Dear Not So Discerning Consumer
"Nature does not hurry, yet everything is accomplished." -Lao Tzu
Nowadays, the tech industry, and most other industries, move at the speed of a child dosed with energy drinks, running through a candy store shoving everything in his mouth, chasing the hero it has been his young life's goal to meet, all while shouting how awesome each footfall is. We're talking breakneck speeds, faster than our civilization has ever experienced and it shows no signs of letting up anytime soon. Well, little old me is getting tired of shelling out gobs of money to stay ahead of the curve, especially when the once discerning nature of said curve has become much less so due to lack of innovation.
I actually saw a product labelled the X360 that was an exact physical replica (slightly different guts) of the Playstation Vita, ran on an Android OS, played older generation games, and stole the name directly from a current gen console. There was literally nothing original about it, NOTHING, yet people are freaking out about how awesome it has the potential to be. This innocently naive and incredibly stupid response to a completely unoriginal product has caused me to face-palm myself into a migraine and, in my pain, I would like to share a few of my thoughts on the matter.
1.) Eager Anticipation
I remember, vividly, the first time I sat with an Atari 2600 and played Pole Position, a very basic simulation racing game. In this game, your car actually didn't move very much, it was the track that you were manipulating since the 2600 couldn't render both objects movement in a 2D space at the time. Of course, I look back at it now and realize the beauty of its simplicity, but what I remember most is the anticipation I felt for the next experience.
As a kid, I relied on hand-me-downs for my video game experiences. It was a rare moment for me to purchase anything as money was tight for my family during much of my youth. So, when my cousins got a Super Nintendo, I was handed the NES, a little late but still as wonderful as ever. The best part about it was the anticipation I felt at being able to experience something fresh, something new, something groundbreaking.
I don't see that anymore. Companies are so quick to come out with the next generation of products to maximize their profits that no one really has the chance to settle into the current iteration. It is this model that has turned what used to be giddy anticipation to impatient expectation.
No longer, as consumers, do we wait anxiously for the wizards behind the curtains to change our lives. No longer do we pine for a revolutionary breakthrough in tech that will make our movie fantasies come to life. No, we sit tapping furiously in annoyance and boredom while we wait for the next marginally different product to release so that we may do two things with it. First, we run around shoving it in the face of every person that we know in a vain attempt at making them swoon with jealousy.
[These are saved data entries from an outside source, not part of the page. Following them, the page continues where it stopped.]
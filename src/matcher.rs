// 🎯 Meal Matcher
// Picks the food items whose energy sits closest to (and not above) a target

use crate::food::{FoodItem, FoodTable};
use serde::Serialize;
use serde_json::{Map, Number, Value};

/// Maximum number of meals returned per request
pub const MAX_MEALS: usize = 5;

/// Placeholder written into absent fields of returned rows
pub const MISSING_PLACEHOLDER: &str = "N/A";

/// Output field holding |energy − target|
pub const DIFFERENCE_FIELD: &str = "difference";

/// One selected row, ready for output.
///
/// Serializes as its field map alone, which already carries the
/// `difference` entry (overwriting any dataset column of that name).
#[derive(Debug, Clone, PartialEq, Serialize)]
pub struct MealMatch {
    #[serde(skip)]
    pub energy: f64,
    #[serde(skip)]
    pub difference: f64,
    #[serde(flatten)]
    pub fields: Map<String, Value>,
}

impl MealMatch {
    fn from_item(item: &FoodItem, energy: f64, difference: f64) -> Self {
        let mut fields: Map<String, Value> = item
            .fields()
            .iter()
            .map(|(name, value)| {
                let value = match value {
                    Value::Null => Value::String(MISSING_PLACEHOLDER.to_string()),
                    other => other.clone(),
                };
                (name.clone(), value)
            })
            .collect();

        let resolved = Number::from_f64(difference)
            .map(Value::Number)
            .unwrap_or(Value::Null);
        fields.insert(DIFFERENCE_FIELD.to_string(), resolved);

        MealMatch {
            energy,
            difference,
            fields,
        }
    }
}

/// Return up to [`MAX_MEALS`] items with energy ≤ `target`, closest first.
///
/// Items without a parsed energy never qualify. Ties keep table order.
/// An empty result is a valid answer, not an error.
pub fn closest_meals(target: f64, table: &FoodTable) -> Vec<MealMatch> {
    let mut candidates: Vec<(&FoodItem, f64, f64)> = table
        .items()
        .iter()
        .filter_map(|item| {
            let energy = item.energy()?;
            (energy <= target).then(|| (item, energy, (energy - target).abs()))
        })
        .collect();

    // sort_by is stable
    candidates.sort_by(|a, b| a.2.total_cmp(&b.2));

    candidates
        .into_iter()
        .take(MAX_MEALS)
        .map(|(item, energy, difference)| MealMatch::from_item(item, energy, difference))
        .collect()
}

// ============================================================================
// TESTS
// ============================================================================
Second, we get bored and jump on the interwebs to bash the living hell out of the product we were once bragging about. By this time it's been about a year and we repeat the process again.
Let's say, for the sake of our little discussion, that we sat the subject of a little experiment down and told them that all they had to do was tell us if they liked a song or not when it was played for them. Upon their agreement we begin playing the song and, before they could even utter a word or begin to grasp at the complexity of the music, we changed it. Not only that, we restricted the feedback given from the subject to a simple hand gesture, accepting a thumbs-up or thumbs-down as enough to sum up an entire piece of someones life's work.
This is how I see most of the tech industry operating. How is it that people can get a true gauge on the quality or application of a product in less than a year? They can't and I believe that this is the reason the cycle has continued to...well...cycle on (yea, it's a pun..what of it).
If I was a developer of magnificent technologies, I would need to understand that I take my orders from consumers first and foremost. As a consumer, I know that my purchasing a product is what allows further products like it to be made. The catch is, when consumers no longer prove discerning (like now), developers no longer see the need for real innovation (like now).
As a rule, consumers should be hard as nails when it comes to who they spend money on. That's how we affect change, not by whining like spoiled children after we buy it. As developers, the discerning consumer should keep you honest and push you to ACTUAL INNOVATION so that you maintain their loyalty.
3.) Enjoyment Part II
What in the hell happened to taking the time to enjoy innovative technologies? We have become so heavily invested in providing our extremely biased opinions that we have forgotten what it means to actually experience anything, what it means to take the time to learn something.
Back in the day (which was a Wednesday...thanks Dane) I used to do some writing for a local video game retail store. I was continually surprised by the number of times I would see someone pick up a controller, play for five minutes, and pass summary judgement on the game. As a person who has always been fascinated by the development of games, this blew my mind. Hundreds of people poured blood, sweat, and shameful tears into this product and some punk, prepubescent hermit who has never seen the border of the town in which he resides is allowed to determine how and when the next product will be developed? Something is extremely messed up with this process.
4.) Hype Over Health
One thing that really scares the crap out of me is the monolithic amount of money that gets poured into marketing these products and how early it starts. I mean, we are hearing about these amazing and revolutionary products sometimes two to three years ahead of time, one at the least. For endless months we get teaser trailers, screen shots, developer interviews, early hands-on reports, and way too much more. Is it any wonder that everyone hates it when it comes out? They have been hyped into a frenzy and are bound to be disappointed by anything less than a flight to the moon.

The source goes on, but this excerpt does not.